The hardware parameters for the CPU and the GPU should be passed into the profiling tool within the
source Static_Profile_Setup.py.
if __name__ == '__main__':
cpu_param = CPU_Param(800, 8192)
gpu_param = CUDA_GPU_Param(1500, 1536, 9 * 2, 8192)
_init_profile(cpu_param, gpu_param)- CPU_Param uses two parameters:
- CPU single core maximum frequency
- Last level cache Size
- GPU_Param uses four parameters:
- GPU single core maximum frequency
- Last level cache size
- Cache ratio : This is the number of L1 GPU caches that share the Last level cache within the GPU.
- Data Transfer bandwidth. This was calculated offline using
nvprof. Given in units of MiBps.
Installation time profiling is executed by executing the command python3 Static_Profile_Setup.py.
This will generate a file .alpyna_profile.jsonwhich will be used in all subsequent execution runs of ALPyNA.

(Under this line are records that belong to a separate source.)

impl Image {
    fn from_surface(surface: Surface, kind: ImageKind) -> Self {
        Self {
            surface,
            kind,
            fonts: FontCache::new(),
            text_defaults: TextStyle::default(),
        }
    }

    /// Transparent canvas; square when `height` is `None`.
    pub fn canvas(width: u32, height: Option<u32>) -> PosterResult<Self> {
        let surface = Surface::new(width, height.unwrap_or(width))?;
        Ok(Self::from_surface(surface, ImageKind::Png))
    }

    #[tracing::instrument]
    pub fn make(path: &Path) -> PosterResult<Self> {
        let bytes =
            std::fs::read(path).with_context(|| format!("read image '{}'", path.display()))?;
        Self::from_bytes(&bytes)
    }

    pub fn from_bytes(bytes: &[u8]) -> PosterResult<Self> {
        let (surface, kind) = codec::decode_image(bytes)?;
        Ok(Self::from_surface(surface, kind))
    }

    pub fn width(&self) -> u32 {
        self.surface.width()
    }

    pub fn height(&self) -> u32 {
        self.surface.height()
    }

    pub fn kind(&self) -> ImageKind {
        self.kind
    }

    pub fn set_kind(&mut self, kind: ImageKind) -> &mut Self {
        self.kind = kind;
        self
    }

    pub fn surface(&self) -> &Surface {
        &self.surface
    }

    pub fn text_defaults(&self) -> &TextStyle {
        &self.text_defaults
    }

    pub fn set_text_defaults(&mut self, style: TextStyle) -> &mut Self {
        self.text_defaults = style;
        self
    }

    pub fn resize(
        &mut self,
        width: Option<u32>,
        height: Option<u32>,
        mode: ResizeMode,
    ) -> PosterResult<&mut Self> {
        let source = (self.width(), self.height());
        let (w, h) = geometry::complete_size(source, width, height)?;
        let ratio = f64::from(source.0) / f64::from(source.1);
        let (w, h) = geometry::calc_resizes(w, h, ratio, mode);
        self.surface = self.surface.scaled(w, h)?;
        Ok(self)
    }

    /// Cuts a `width` x `height` window at `(x, y)`, centered when unset.
    pub fn crop(
        &mut self,
        width: u32,
        height: u32,
        x: Option<i64>,
        y: Option<i64>,
    ) -> PosterResult<&mut Self> {
        let x = x.unwrap_or_else(|| {
            geometry::find_center(i64::from(self.width()), i64::from(width))
        });
        let y = y.unwrap_or_else(|| {
            geometry::find_center(i64::from(self.height()), i64::from(height))
        });
        let mut out = Surface::new(width, height)?;
        out.draw_over(&self.surface, -x, -y)?;
        self.surface = out;
        Ok(self)
    }

    /// Covers `width` x `height` keeping the aspect ratio, then crops at `position`.
    pub fn fit(
        &mut self,
        width: u32,
        height: u32,
        position: FitPosition,
    ) -> PosterResult<&mut Self> {
        self.resize(Some(width), Some(height), ResizeMode::Cover)?;
        let (x, y) = position.origin((self.width(), self.height()), width, height);
        self.crop(width, height, Some(x), Some(y))
    }

    pub fn line(
        &mut self,
        x1: i32,
        y1: i32,
        x2: i32,
        y2: i32,
        options: &ShapeOptions,
    ) -> PosterResult<&mut Self> {
        // through pixel centers so 1px lines stay crisp
        let line = kurbo::Line::new(
            (f64::from(x1) + 0.5, f64::from(y1) + 0.5),
            (f64::from(x2) + 0.5, f64::from(y2) + 0.5),
        );
        let paint = Paint::Stroke(f64::from(options.thickness.max(1)));
        raster::draw_shape(&mut self.surface, &line, paint, options.rgba())?;
        Ok(self)
    }

    /// Outlines are stroked inside the `width` x `height` area.
    pub fn rectangle(
        &mut self,
        x: i32,
        y: i32,
        width: u32,
        height: u32,
        options: &ShapeOptions,
    ) -> PosterResult<&mut Self> {
        let (x0, y0) = (f64::from(x), f64::from(y));
        let (x1, y1) = (x0 + f64::from(width), y0 + f64::from(height));
        let rect = match options.paint() {
            Paint::Fill => kurbo::Rect::new(x0, y0, x1, y1),
            Paint::Stroke(t) => {
                let half = t / 2.0;
                kurbo::Rect::new(x0 + half, y0 + half, x1 - half, y1 - half)
            }
        };
        raster::draw_shape(&mut self.surface, &rect, options.paint(), options.rgba())?;
        Ok(self)
    }

    /// Ellipse centered on `(cx, cy)` with the given full width and height.
    pub fn ellipse(
        &mut self,
        cx: i32,
        cy: i32,
        width: u32,
        height: u32,
        options: &ShapeOptions,
    ) -> PosterResult<&mut Self> {
        let ellipse = kurbo::Ellipse::new(
            (f64::from(cx), f64::from(cy)),
            (f64::from(width) / 2.0, f64::from(height) / 2.0),
            0.0,
        );
        raster::draw_shape(&mut self.surface, &ellipse, options.paint(), options.rgba())?;
        Ok(self)
    }

    /// `level` in `-100..=100`; each step shifts channels by 2.55.
    pub fn brightness(&mut self, level: i32) -> PosterResult<&mut Self> {
        let offset = (level.clamp(-100, 100) as f32 * 2.55) as i32;
        filters::apply(&mut self.surface, Filter::Brightness { offset })?;
        Ok(self)
    }

    /// `level` in `-100..=100`; positive values increase contrast.
    ///
    /// The sign is the reverse of GD's `IMG_FILTER_CONTRAST`, where positive
    /// levels flatten the image. Negate levels tuned for GD.
    pub fn contrast(&mut self, level: i32) -> PosterResult<&mut Self> {
        filters::apply(&mut self.surface, Filter::Contrast { level })?;
        Ok(self)
    }

    pub fn grayscale(&mut self) -> PosterResult<&mut Self> {
        filters::apply(&mut self.surface, Filter::Grayscale)?;
        Ok(self)
    }

    /// One pass of the 3x3 smoothing kernel.
    pub fn gaussian_blur(&mut self) -> PosterResult<&mut Self> {
        filters::apply(&mut self.surface, Filter::smooth())?;
        Ok(self)
    }

    /// Strong blur: smooth at a quarter, then half, then full size.
    pub fn blur(&mut self) -> PosterResult<&mut Self> {
        let (w, h) = (self.width(), self.height());
        let mut layer = self.surface.scaled((w / 4).max(1), (h / 4).max(1))?;
        for (sw, sh) in [((w / 2).max(1), (h / 2).max(1)), (w, h)] {
            filters::apply(&mut layer, Filter::smooth())?;
            layer = layer.scaled(sw, sh)?;
        }
        filters::apply(&mut layer, Filter::smooth())?;
        self.surface = layer;
        Ok(self)
    }

    pub fn invert(&mut self) -> PosterResult<&mut Self> {
        filters::apply(&mut self.surface, Filter::Negate)?;
        Ok(self)
    }

    /// Darkens the whole image with a black layer covering `level` percent.
    pub fn blackout(&mut self, level: u8) -> PosterResult<&mut Self> {
        let options = ShapeOptions {
            color: Rgb8::BLACK,
            opacity: 100 - level.min(100),
            ..ShapeOptions::default()
        };
        let (w, h) = (self.width(), self.height());
        self.rectangle(0, 0, w, h, &options)
    }

    /// Pastes another image at `(x, y)`, centered when unset.
    pub fn append(
        &mut self,
        other: &Image,
        x: Option<i64>,
        y: Option<i64>,
    ) -> PosterResult<&mut Self> {
        let x = x.unwrap_or_else(|| {
            geometry::find_center(i64::from(self.width()), i64::from(other.width()))
        });
        let y = y.unwrap_or_else(|| {
            geometry::find_center(i64::from(self.height()), i64::from(other.height()))
        });
        self.surface.draw_over(&other.surface, x, y)?;
        Ok(self)
    }

    /// Decodes `path` and pastes it scaled into the requested area.
    #[tracing::instrument(skip(self))]
    pub fn insert(&mut self, path: &Path, options: InsertOptions) -> PosterResult<&mut Self> {
        let bytes =
            std::fs::read(path).with_context(|| format!("read image '{}'", path.display()))?;
        let (src, _) = codec::decode_image(&bytes)?;
        let (w, h) =
            geometry::complete_size((src.width(), src.height()), options.width, options.height)?;
        let x = options
            .x
            .unwrap_or_else(|| geometry::find_center(i64::from(self.width()), i64::from(w)));
        let y = options
            .y
            .unwrap_or_else(|| geometry::find_center(i64::from(self.height()), i64::from(h)));

        self.surface.resample_from(
            &src,
            PixelRect::new(x, y, w, h),
            PixelRect::new(0, 0, src.width(), src.height()),
        )?;
        Ok(self)
    }

    /// Draws a fitted text block and returns the area it occupies.
    #[tracing::instrument(skip(self, content, options), fields(chars = content.len()))]
    pub fn text(&mut self, content: &str, options: &TextOptions) -> PosterResult<Boundary> {
        let (bbox, style) = options.resolve(&self.text_defaults, self.width(), self.height())?;
        let mut target = CanvasText {
            surface: &mut self.surface,
            fonts: &self.fonts,
        };
        TextRenderer::new(&self.fonts).draw(&mut target, content, &bbox, &style)
    }

    /// Fits and places a text block without drawing it.
    pub fn layout_text(&self, content: &str, options: &TextOptions) -> PosterResult<LayoutResult> {
        let (bbox, style) = options.resolve(&self.text_defaults, self.width(), self.height())?;
        TextRenderer::new(&self.fonts).layout(content, &bbox, &style)
    }

    /// Encodes to `kind`, or the remembered format when `None`.
    pub fn encode(&self, kind: Option<ImageKind>, quality: u8) -> PosterResult<Vec<u8>> {
        codec::encode_image(&self.surface, kind.unwrap_or(self.kind), quality)
    }

    /// Writes the image; the format comes from `format`, then the extension,
    /// then the remembered format. The parent directory must already exist.
    #[tracing::instrument(skip(self))]
    pub fn save(&self, path: &Path, quality: u8, format: Option<ImageKind>) -> PosterResult<()> {
        if let Some(parent) = path.parent()
            && !parent.as_os_str().is_empty()
            && !parent.is_dir()
        {
            return Err(PosterError::Io(std::io::Error::new(
                std::io::ErrorKind::NotFound,
                format!("directory '{}' does not exist", parent.display()),
            )));
        }
        let kind = format
            .or_else(|| ImageKind::from_path(path))
            .unwrap_or(self.kind);
        let bytes = self.encode(Some(kind), quality)?;
        std::fs::write(path, bytes)?;
        tracing::debug!(path = %path.display(), ?kind, "image saved");
        Ok(())
    }
}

The static_nalyse() function (in Static_Analysis_Driver.py) is called once per program invocation. It takes as parameters all the source code intended to be analysed for GPU/CPU code generation and JIT compilation. It statically analyses the code, generates skelatal kernels and in-memory data-structures to be used by ALPyNA's runtime.
The static-analyse() function returns a Python module which can be de-referenced with the name of the function required by the programmer from this point onwards. For e.g. the test harness looks like the following code:
def init_test_harness(filename):
with open(filename, mode="r") as fd:
_opts = flt_util.ALPyNA_Options()
_opts.read_config()
code = fd.read()
_as_mod = parloop.static_analyse(code, _opts)
return _as_mod
return None
if __name__ == '__main__':
alp_obj = init_test_harness("tests.py")
# e.g. Create numpy arrays arg_1 and arg_2
alp_obj.my_loopy_func(arg_1, arg_2)- Automate probing of hardware characteristics both for installation profile generation and for normal execution.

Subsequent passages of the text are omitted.